This prevents NVCC from sinking uses of accumulator fragments past the corresponding WGMMA operations by issuing an empty inline assembly barrier on every register.
- Parameters:
buffer_or_ptr (tvm.tir.Buffer | tvm.tir.PrimExpr) – Buffer | BufferLoad | BufferRegion | PrimExpr A buffer representing the accumulator fragment, a buffer load/region that identifies a starting element within the fragment, or a pointer expression (e.g., tvm_access_ptr/address_of/typed Var).
offset (int | tvm.tir.PrimExpr) – int | PrimExpr Element offset from the start of the accumulator fragment.
num_regs (int | tvm.tir.PrimExpr | None) – int | PrimExpr | None Number of 32-bit registers to fence. If None and a Buffer is provided, it will be derived from the buffer shape and dtype.
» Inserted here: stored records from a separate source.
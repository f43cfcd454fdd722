//! Directions service configuration

use serde::{Deserialize, Serialize};

/// Configuration for the Google Directions client
#[derive(Debug, Clone, Serialize, Deserialize)]
pub struct DirectionsConfig {
    /// Base URL of the Maps web services
    #[serde(default = "default_base_url")]
    pub base_url: String,

    /// API key (required to send requests)
    #[serde(default)]
    pub api_key: Option<String>,

    /// Request timeout in seconds
    #[serde(default = "default_timeout_secs")]
    pub timeout_secs: u64,
}

fn default_base_url() -> String {
    "https://maps.googleapis.com/maps/api".to_string()
}

const fn default_timeout_secs() -> u64 {
    10
}

impl Default for DirectionsConfig {
    fn default() -> Self {
        Self {
            base_url: default_base_url(),
            api_key: None,
            timeout_secs: default_timeout_secs(),
        }
    }
}

impl DirectionsConfig {
    /// Create a configuration suitable for testing
    #[must_use]
    pub fn for_testing() -> Self {
        Self {
            api_key: Some("test-key".to_string()),
            timeout_secs: 5,
            ..Default::default()
        }
    }

    /// Validate the configuration
    ///
    /// # Errors
    ///
    /// Returns an error if the configuration is invalid.
    pub fn validate(&self) -> Result<(), String> {
        if self.base_url.is_empty() {
            return Err("base_url must not be empty".to_string());
        }

        if self.api_key.as_deref().is_none_or(str::is_empty) {
            return Err("api_key must be set".to_string());
        }

        if self.timeout_secs == 0 {
            return Err("timeout_secs must be greater than 0".to_string());
        }

        Ok(())
    }
}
dtype (str | None) – str | None Data type string of the accumulator elements. When passing a buffer or buffer-derived expression, dtype is inferred. It is required only when passing a raw pointer expression that cannot be inferred.
- Returns:
A handle to the warpgroup fence operation.
- Return type:
tir.Call
- tilelang.language.builtin.wait_wgmma(id)¶
Wait for WGMMA (Warp Group Matrix Multiply-Accumulate) operations to complete.
- Parameters:
id (int) – int The id of the WGMMA operation to wait for
- Returns:
A handle to the WGMMA wait operation
- Return type:
tir.Call
- tilelang.language.builtin.barrier_wait(barrier_id, parity=None)¶
Wait for a memory barrier to complete.
- Parameters:
barrier_id (int | tvm.tir.PrimExpr | tvm.tir.Call) – Optional[int, PrimExpr] The memory barrier to wait on
parity (int | tvm.tir.Var | None) – Optional[int, Var] The parity value to wait for
- Returns:
A handle to the barrier wait operation
- Return type:
tir.Call
Current implementation is a sugar syntax for mbarrier_wait_parity, as we only support parity 0 and 1.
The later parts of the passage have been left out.